Wilson v. Sheldon, 874 F.3d 470, 475-76 (6th Cir. 2017). In this particular case since trial counsel made no objection, the judge would have had to raise sua sponte an objection to the reference to Messenger’s incarceration. That would likely have called particular attention to the pre-trial incarceration and thus been more prejudicial than the basically offhand remark about where Samantha and Messenger met. Messenger’s Second Ground for Relief is both procedurally defaulted and without merit. It should be denied. Third Ground for Relief: Ineffective Assistance of Trial Counsel
In his Third Ground for Relief, Messenger claims he received constitutionally ineffective assistance of trial counsel as follows: I. Defense counsel erred by failing to renew an objection to the admission of photographs of the deceased.
II. Defense counsel failed to object to testimony and evidence regarding Petitioner’s pretrial incarceration.

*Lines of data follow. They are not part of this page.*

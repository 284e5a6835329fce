//! CLI command definitions and execution
//!
//! One subcommand per gateway operation. Flags are accepted in both the
//! `--bucket` and the single-dash `-bucket` spelling.

use std::ffi::OsString;

use clap::error::ErrorKind;
use clap::{CommandFactory, Parser, Subcommand};
use s3p_core::{ConfigLoader, Gateway, HttpTransport};
use s3p_http::ReqwestTransport;

use crate::exit_code::ExitCode;
use crate::output::{Formatter, OutputConfig};

pub mod delete;
pub mod get;
pub mod list;
pub mod put;

#[cfg(test)]
pub(crate) mod testing;

const AFTER_HELP: &str = "\
Environment:
  S3_PROXY_API_KEY  API key sent in the x-api-key header
  API_URL           Base URL of the API gateway
  S3P_CONFIG_DIR    Directory holding config.toml (optional)

Both values may also be set in a local .env file or in config.toml.

Examples:
  s3p list
  s3p get -bucket my-bucket -key my-object -file output.txt -presigned
  s3p put -bucket my-bucket -key my-object -file input.txt -presigned
  s3p delete -bucket my-bucket -key my-object";

/// Long flags that may also be written with a single dash
const SINGLE_DASH_FLAGS: &[&str] = &[
    "bucket",
    "key",
    "file",
    "presigned",
    "help",
    "version",
    "quiet",
    "no-color",
    "debug",
];

/// s3p - object storage through an API gateway
///
/// Lists buckets and gets, puts or deletes objects through an HTTP API
/// gateway, optionally transferring data through presigned URLs.
#[derive(Parser, Debug)]
#[command(name = "s3p")]
#[command(author, version, about, long_about = None, after_help = AFTER_HELP)]
#[command(propagate_version = true, arg_required_else_help = true)]
pub struct Cli {
    /// Suppress success messages
    #[arg(short, long, global = true, default_value = "false")]
    pub quiet: bool,

    /// Disable colored output
    #[arg(long, global = true, default_value = "false")]
    pub no_color: bool,

    /// Enable debug logging
    #[arg(long, global = true, default_value = "false")]
    pub debug: bool,

    #[command(subcommand)]
    pub command: Commands,
}

#[derive(Subcommand, Debug)]
pub enum Commands {
    /// List buckets
    List,

    /// Download an object to a local file
    Get(get::GetArgs),

    /// Upload a local file as an object
    Put(put::PutArgs),

    /// Delete an object
    Delete(delete::DeleteArgs),
}

/// Result of parsing the command line
#[derive(Debug)]
pub enum Parsed {
    /// Run the parsed command
    Run(Cli),
    /// Nothing to run; exit with this code
    Exit(ExitCode),
}

/// Parse command-line arguments, printing help or errors as needed
pub fn parse_args<I, T>(args: I) -> Parsed
where
    I: IntoIterator<Item = T>,
    T: Into<OsString>,
{
    match Cli::try_parse_from(normalize_args(args)) {
        Ok(cli) => Parsed::Run(cli),
        Err(err) => Parsed::Exit(report_parse_error(&err)),
    }
}

/// Rewrite `-bucket` / `-bucket=NAME` style flags to their `--` form
pub fn normalize_args<I, T>(args: I) -> Vec<OsString>
where
    I: IntoIterator<Item = T>,
    T: Into<OsString>,
{
    args.into_iter()
        .map(Into::into)
        .map(|arg| {
            let normalized = arg.to_str().and_then(normalize_flag);
            normalized.map(OsString::from).unwrap_or(arg)
        })
        .collect()
}

fn normalize_flag(arg: &str) -> Option<String> {
    let flag = arg.strip_prefix('-')?;
    if flag.starts_with('-') {
        return None;
    }

    let name = flag.split_once('=').map_or(flag, |(name, _)| name);
    SINGLE_DASH_FLAGS.contains(&name).then(|| format!("-{arg}"))
}

/// Map a clap error to an exit code: an unknown operation shows help and
/// succeeds, a missing operation shows help and fails.
fn report_parse_error(err: &clap::Error) -> ExitCode {
    match err.kind() {
        ErrorKind::DisplayHelp | ErrorKind::DisplayVersion => {
            let _ = err.print();
            ExitCode::Success
        }
        ErrorKind::InvalidSubcommand => {
            print_help();
            ExitCode::Success
        }
        _ => {
            let _ = err.print();
            ExitCode::Failure
        }
    }
}

fn print_help() {
    let _ = Cli::command().print_help();
    println!();
}

/// Execute the CLI command and return an exit code
pub async fn execute(cli: Cli) -> ExitCode {
    let formatter = Formatter::new(OutputConfig {
        no_color: cli.no_color,
        quiet: cli.quiet,
    });

    let credentials = match ConfigLoader::new().load() {
        Ok(c) => c,
        Err(e) => {
            formatter.fatal(&e.to_string());
            return ExitCode::Failure;
        }
    };

    let transport = match ReqwestTransport::new() {
        Ok(t) => t,
        Err(e) => {
            formatter.fatal(&format!("Failed to create HTTP client: {e}"));
            return ExitCode::Failure;
        }
    };

    let gateway = Gateway::new(transport, credentials);
    dispatch(cli.command, &gateway, &formatter).await
}

/// Route a parsed command to its handler
pub async fn dispatch<T: HttpTransport>(
    command: Commands,
    gateway: &Gateway<T>,
    formatter: &Formatter,
) -> ExitCode {
    tracing::debug!(?command, "dispatching");

    match command {
        Commands::List => list::execute(gateway, formatter).await,
        Commands::Get(args) => get::execute(args, gateway, formatter).await,
        Commands::Put(args) => put::execute(args, gateway, formatter).await,
        Commands::Delete(args) => delete::execute(args, gateway, formatter).await,
    }
}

III. Defense counsel failed to object to evidence regarding the search warrant. IV. Defense counsel erred by permitting the coroner to testify as the last witness in the I. trial. V. Defense counsel failed to object to repetitive photos and videos of the deceased. VI. Defense counsel failed to object to lay opinion testimony. VII. Defense counsel failed to object to evidence of character and conduct of witness. VIII. Defense counsel failed to object to testimony about Petitioner owning multiple guns. IX. The cumulative effect of defense counsel’s errors resulted in Petitioner being denied a fair trial. Applying Strickland, the Tenth District rejected each of these claims. Respondent defends on the ground that each of those decisions was an objectively reasonable application of Strickland. Having reviewed each of these ineffective assistance of trial counsel sub-claims, the Magistrate Judge agrees that the Tenth District’s decision is an objectively reasonable application of Strickland. With respect to the first sub-claim, the trial court, having carefully considered these photographs in the first instance, was unlikely to change his mind. Accommodating the illness of a deputy coroner witness seems only common courtesy; there is no suggestion that the illness was feigned so as to gain a tactical advantage. The supposedly objectionable lay opinion testimony did not substitute for expert opinion testimony on the same subject which would have been of marginal relevance. Instead, it conveyed an observation about how swiftly Messenger fired which would not have been objectionable. The Traverse offers no comment on the claim about failing to object to testimony about how Ms. Lape knew the victim. The comment about Messenger’s having
owned more than one gun appears to have been volunteered by the witness but responsive to the question she was asked. Failing to object could well have been a wise tactical decision because it could have focused the jury’s attention on Messenger’s conduct. As authority for granting habeas corpus relief on the basis of cumulating instances of ineffective assistance of trial counsel, Petitioner cites Mackey v. Russell, 148 F. App'x 355, 365 (6th Cir. 2005), which as an unpublished circuit court decision is not controlling precedent. In Mackey the circuit court found that cumulative effect of defense counsel's failing to request a limiting instruction as to defendant's prior bad acts, failing to object to lengthy testimony as to the number of guns in defendant's house, and failing to object to prosecution's mention of defendant's
post-arrest silence warranted habeas corpus relief. In this case neither the Tenth District nor the undersigned have found instances of ineffective assistance of trial counsel to cumulate, whereas defense counsel’s failure to object to comment on post-Miranda silence in Mackey seems far more prejudicial. On balance the Magistrate Judge concludes the Tenth District’s application of Strickland is objectively reasonable and therefore entitled to deference.
Conclusion
Based on the foregoing analysis, the Magistrate Judge concludes Petitioner is not entitled to habeas corpus relief and recommends the Petition be dismissed with prejudice. Because reasonable jurists would not disagree with this conclusion, it is also recommended that Petitioner be denied a certificate of appealability and that the Court certify to the Sixth Circuit that any appeal would be objectively frivolous and should not be permitted to proceed in forma pauperis.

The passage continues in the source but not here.